Mas o ser humano também questiona porque tem Amor. O ser humano luta por seus direitos e conquistas, porque tem Amor. O ser humano busca outro ser humano, porque tem e precisa de Amor. E o mesmo Amor que nos faz rir, noutros momentos nos faz chorar(e muito!).
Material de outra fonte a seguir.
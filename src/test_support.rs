//! Fixtures shared by unit and integration tests
//!
//! Programs are `/bin/sh` scripts. The fake toolchains below take the same
//! argument layout the build cache passes to a real compiler
//! (`<flags...> <source> -o <binary>`), so "compiling" a script copies it into
//! place as an executable.

use std::fs;
use std::os::unix::fs::PermissionsExt;
use std::path::{Path, PathBuf};
use tempfile::TempDir;

use crate::build::Toolchain;

/// Write an executable shell script named `name` into `dir`
pub fn write_script(dir: &TempDir, name: &str, body: &str) -> PathBuf {
    let path = write_source(dir.path(), name, body);
    fs::set_permissions(&path, fs::Permissions::from_mode(0o755)).unwrap();
    path
}

/// Write a non-executable program source (a shell script) for the fake compiler
pub fn write_source(dir: &Path, name: &str, body: &str) -> PathBuf {
    let path = dir.join(name);
    fs::write(&path, format!("#!/bin/sh\n{}\n", body)).unwrap();
    path
}

/// A toolchain whose "compiler" copies the source to the output path
pub fn copying_toolchain(dir: &TempDir) -> Toolchain {
    let compiler = write_script(
        dir,
        "fake-cc",
        r#"while [ "$#" -gt 3 ]; do shift; done
cp "$1" "$3" && chmod +x "$3""#,
    );
    Toolchain::new(compiler)
}

/// Like [`copying_toolchain`], but appends each compiled source path to `record`
pub fn recording_toolchain(dir: &TempDir, record: &Path) -> Toolchain {
    let compiler = write_script(
        dir,
        "recording-cc",
        &format!(
            r#"while [ "$#" -gt 3 ]; do shift; done
echo "$1" >> '{}'
cp "$1" "$3" && chmod +x "$3""#,
            record.display()
        ),
    );
    Toolchain::new(compiler)
}

/// A toolchain that rejects every source with a compiler-style diagnostic
pub fn failing_toolchain(dir: &TempDir) -> Toolchain {
    let compiler = write_script(
        dir,
        "broken-cc",
        r#"while [ "$#" -gt 3 ]; do shift; done
echo "In function 'int main()':" >&2
echo "$1:3:5: error: expected ';' before '}' token" >&2
echo "compilation terminated." >&2
exit 1"#,
    );
    Toolchain::new(compiler)
}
Mas tudo isso é o que nos mostra que estamos Vivos e,para continuar Vivos, precisamos Amar.
Deixo pra você (e seus leitores) um poema de Carlos Drummond de Andrade que gosto muito:

" AMAR

Que pode uma criatura senão,
entre criaturas, amar?
amar e esquecer,
amar e malamar,
amar, desamar, amar?
sempre, e até de olhos vidrados, amar?
(...)

Este o nosso destino: amor sem conta,
distribuído pelas coisas pérfidas ou nulas
doação ilimitada a uma completa ingratidão,
e na concha vazia do amor a procura medrosa,
paciente, de mais e mais amor.

Amar a nossa falta mesmo de amor, e na secura nossa
amar a água implícita, e o beijo tácito, e a sede infinita."

Um super abraço da
Margarete Barbosa

Marmota Cultural disse...

Rose, isso não é natural com certeza!
Mas acredito no movimento da evolução constante e eterna.
Uns desacertos , uns desencontros, uns hematômas, mas vivos e capazes de sentir sempre.
Parabens por dar voz aos seus sentimentos.
Adoro isso e sei que funciona e causa eco em muitas pessoas como causou em mim.